Employers search for ways to help
The medical center in Elma and a state prison in Aberdeen, two of the largest employers in Grays Harbor County, are particularly hard hit by inadequate child care services, because so many of their staff members must do their work in person, rather than remotely.
At Aberdeen’s Stafford Creek Corrections Center, human resources consultant Rhonda Schwerdel said the high costs and low availability of child care have hurt recruitment and retention at the 500-employee facility.
This is especially true for “custody” staff. Guards and workers with similar responsibilities can’t take advantage of flexible work schedules or teleworking. Nor can they bring their babies to work. Custody jobs run on three shifts, 24 hours, every day, so those workers need child care at all hours of the day, on weekends and holidays. Schwerdel said couples who both work at the prison will choose not to work the same shift in order to get around the lack of available child care. And many Stafford Creek workers, including Schwerdel, rely on family, friends and neighbors to fill in gaps in care.
The prison must keep a certain number of custody staff on each shift to provide security and supervision. If a staff shortage develops at any point, managers call on employees to work mandatory overtime, a process governed by a collective bargaining agreement.
Not surprisingly, that wreaks havoc on carefully cobbled-together child care plans.

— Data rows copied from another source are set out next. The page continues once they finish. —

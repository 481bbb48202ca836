use std::fmt::Debug;
use std::time::Duration;
use log::debug;

/// The state of a [PressDebouncer].
#[derive(Copy, Clone, Debug, Eq, PartialEq)]
pub enum PressState<K> {
    /// Nothing is being tracked.
    WaitForPress,
    /// A key showed up and is waiting out the debounce time.
    ///
    /// The input is not looked at again until `elapsed` reaches the threshold.
    Debouncing {
        candidate: K,
        elapsed: Duration,
    },
    /// The key was confirmed and will be reported once everything is released.
    WaitForRelease {
        candidate: K,
    },
}

impl<K> Default for PressState<K> {
    fn default() -> Self {
        PressState::WaitForPress
    }
}

/// Turns a stream of raw scan results into one event per press-release cycle.
///
/// Meant to be fed exactly once per polling period. A key has to be read again, unchanged,
/// once the debounce time has passed, otherwise it is dropped as bounce. Confirmed keys are
/// reported when the keypad goes idle, not when the key goes down, so holding a key never
/// repeats it.
#[derive(Clone, Debug)]
pub struct PressDebouncer<K> {
    state: PressState<K>,
    period: Duration,
    pub debounce_time: Duration,
}

impl<K: Copy + PartialEq + Debug> PressDebouncer<K> {
    /// Creates a debouncer that is updated every `period`.
    pub fn new(period: Duration) -> Self {
        Self {
            state: PressState::WaitForPress,
            period,
            debounce_time: Duration::from_millis(40),
        }
    }

    pub fn with_debounce_time(mut self, debounce_time: Duration) -> Self {
        self.debounce_time = debounce_time;
        self
    }

    /// The polling period this debouncer counts in.
    pub fn period(&self) -> Duration {
        self.period
    }

    pub fn state(&self) -> PressState<K> {
        self.state
    }

    /// Advances the state machine by one polling period.
    ///
    /// `input` is the key currently read from the keypad, if any.
    /// Returns the key to report, if a press-release cycle just completed.
    pub fn update(&mut self, input: Option<K>) -> Option<K> {
        let (next, released) = match self.state {
            PressState::WaitForPress => match input {
                Some(candidate) => (PressState::Debouncing { candidate, elapsed: Duration::ZERO }, None),
                None => (PressState::WaitForPress, None),
            },
            PressState::Debouncing { candidate, elapsed } => {
                let elapsed = elapsed.saturating_add(self.period);
                if elapsed < self.debounce_time {
                    (PressState::Debouncing { candidate, elapsed }, None)
                } else if input == Some(candidate) {
                    (PressState::WaitForRelease { candidate }, None)
                } else {
                    debug!("Dropping {:?} as bounce, read {:?} after {:?}", candidate, input, elapsed);
                    (PressState::WaitForPress, None)
                }
            }
            PressState::WaitForRelease { candidate } => match input {
                Some(_) => (PressState::WaitForRelease { candidate }, None),
                None => (PressState::WaitForPress, Some(candidate)),
            },
        };

        if std::mem::discriminant(&next) != std::mem::discriminant(&self.state) {
            debug!("{:?} -> {:?}", self.state, next);
        }
        self.state = next;

        released
    }
}
//! Blocking delays, injected wherever the keypad code has to wait.

use std::fmt::Debug;
use std::thread;
use std::time::Duration;

/// Suspends the caller for a while.
///
/// Takes `&self` so one delay source can be shared by the scanner and the polling loop.
pub trait Delay: Debug {
    fn delay(&self, duration: Duration);
}

/// A [Delay] that puts the current thread to sleep.
#[derive(Copy, Clone, Debug, Default)]
pub struct ThreadDelay;

impl Delay for ThreadDelay {
    fn delay(&self, duration: Duration) {
        if !duration.is_zero() {
            thread::sleep(duration);
        }
    }
}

And it can take physical and mental tolls on staff already working in a stressful environment.
Summit Pacific Medical Center’s Martin sees child care as an economic driver. The hospital plans to expand its services, and thus its staff, by at least 30% in the coming years, he said, making it critically important to increase child care capacity in the county.

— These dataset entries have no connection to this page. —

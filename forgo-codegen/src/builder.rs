//! Builder source synthesis.
//!
//! Turns the exported fields of a Go struct into the source of a companion
//! builder type: a `XBuilder` struct wrapping a target value, a constructor,
//! one chainable `WithField` setter per exported field, and a `Build` method
//! returning the assembled value.

use std::path::Path;

use forgo_syntax::{Result, SourceFile, StructField};

use crate::code_builder::CodeBuilder;
use crate::type_mapper::go_type;

/// Everything needed to render one builder file.
pub struct BuilderFile {
    package: String,
    struct_name: String,
    fields: Vec<StructField>,
}

impl BuilderFile {
    /// Create a builder file description.
    pub fn new(
        package: impl Into<String>,
        struct_name: impl Into<String>,
        fields: Vec<StructField>,
    ) -> Self {
        Self {
            package: package.into(),
            struct_name: struct_name.into(),
            fields,
        }
    }

    /// Name of the generated builder type, e.g. `PersonBuilder`.
    pub fn builder_name(&self) -> String {
        format!("{}Builder", self.struct_name)
    }

    /// Render the complete Go source for the builder file.
    ///
    /// One declaration per block, one blank line between blocks, four-space
    /// indentation, a single trailing newline. Setters appear in field
    /// declaration order, so rendering the same input twice yields identical
    /// bytes.
    pub fn render(&self) -> String {
        let builder = self.builder_name();
        let target = &self.struct_name;
        CodeBuilder::default()
            .line(&format!("package {}", self.package))
            .blank()
            .block_with_close(&format!("type {} struct {{", builder), "}", |b| {
                b.line(&format!("target {}", target))
            })
            .blank()
            .block_with_close(&format!("func New{}() *{} {{", builder, builder), "}", |b| {
                b.line(&format!("return &{}{{}}", builder))
            })
            .blank()
            .each(&self.fields, |b, field| {
                b.block_with_close(
                    &format!(
                        "func (b *{}) With{}(value {}) *{} {{",
                        builder,
                        field.name,
                        go_type(&field.ty),
                        builder
                    ),
                    "}",
                    |b| {
                        b.line(&format!("b.target.{} = value", field.name))
                            .line("return b")
                    },
                )
                .blank()
            })
            .block_with_close(&format!("func (b *{}) Build() {} {{", builder, target), "}", |b| {
                b.line("return b.target")
            })
            .build()
    }
}

/// Generate builder source for `struct_name` found in the Go file at `path`.
///
/// The generated file is declared in `package`, which does not need to match
/// the package of the parsed source.
pub fn generate_builder(
    path: impl AsRef<Path>,
    struct_name: &str,
    package: &str,
) -> Result<String> {
    let file = SourceFile::open(path)?;
    let fields = file.exported_fields(struct_name)?;
    Ok(BuilderFile::new(package, struct_name, fields).render())
}
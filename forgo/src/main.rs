mod cli;

use clap::Parser;
use eyre::Result;

use crate::cli::Cli;

fn main() -> Result<()> {
    color_eyre::install()?;

    Cli::parse().run()
}
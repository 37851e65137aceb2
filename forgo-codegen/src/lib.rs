//! Builder generation for Go structs.
//!
//! This crate renders the builder source and decides where it lands on disk:
//!
//! - [`BuilderFile`] / [`generate_builder`] - builder source synthesis
//! - [`CodeBuilder`] / [`Indent`] - indentation-aware code assembly
//! - [`go_type`] - rendering of lowered Go types
//! - [`builder_file_name`] / [`resolve_output_path`] / [`write_source`] -
//!   output placement

mod builder;
mod code_builder;
mod file;
mod indent;
mod paths;
mod type_mapper;

pub use builder::{BuilderFile, generate_builder};
pub use code_builder::CodeBuilder;
pub use file::write_source;
pub use indent::Indent;
pub use paths::{builder_file_name, resolve_output_path};
pub use type_mapper::go_type;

The hospital already provides a flexible spending account for child care, and administrators work with staff whenever possible to restructure shifts or allow remote options. But that’s feasible for only a small number of its 375 employees.
“Summit Pacific has lost employees due to a lack of child care and has even had candidates turn down job offers” for the same reason, Martin said.
The challenge for hospitals is especially acute in rural communities. Like child care centers, hospitals have patient-to-staff ratios to ensure safety and quality care. When there are not enough staff or beds to care for patients, the hospitals go on “divert” status, sending ambulances elsewhere. That means patients who need critical care must wait longer and end up farther from loved ones. It also means that, for the length of the ride to and from a more distant hospital, an ambulance is unavailable to answer calls back in Elma.
Martin said an employee survey conducted several years ago demonstrated the need for child care closer to Elma. So the hospital lobbied and collaborated with local partners to bring in a new child care business across the street, with capacity for about 120 kids on a full-time basis. With land and site preparation donated by a church, a grant from the state and a private loan, Learning to Grow hopes to open the site in the fall of 2022.
Employers have a range of tools to help workers with child care needs, from flexible scheduling to spending accounts that allow employees to set aside pretax dollars for child care. Flexible scheduling is one of the easiest solutions for some worksites and some jobs. In fact, nearly half of the surveyed employers in Grays Harbor and nearby counties do this.
Company and state policies on paid leave can help, especially with newborns. Schwerdel said 12 weeks of paid family and medical leave has been a big help to the prison staff. She sees families with the new mom taking 12 weeks first, then the dad taking 12 weeks. That gets them through nearly the first six months of a new baby’s life, with time to both bond and establish a child care routine.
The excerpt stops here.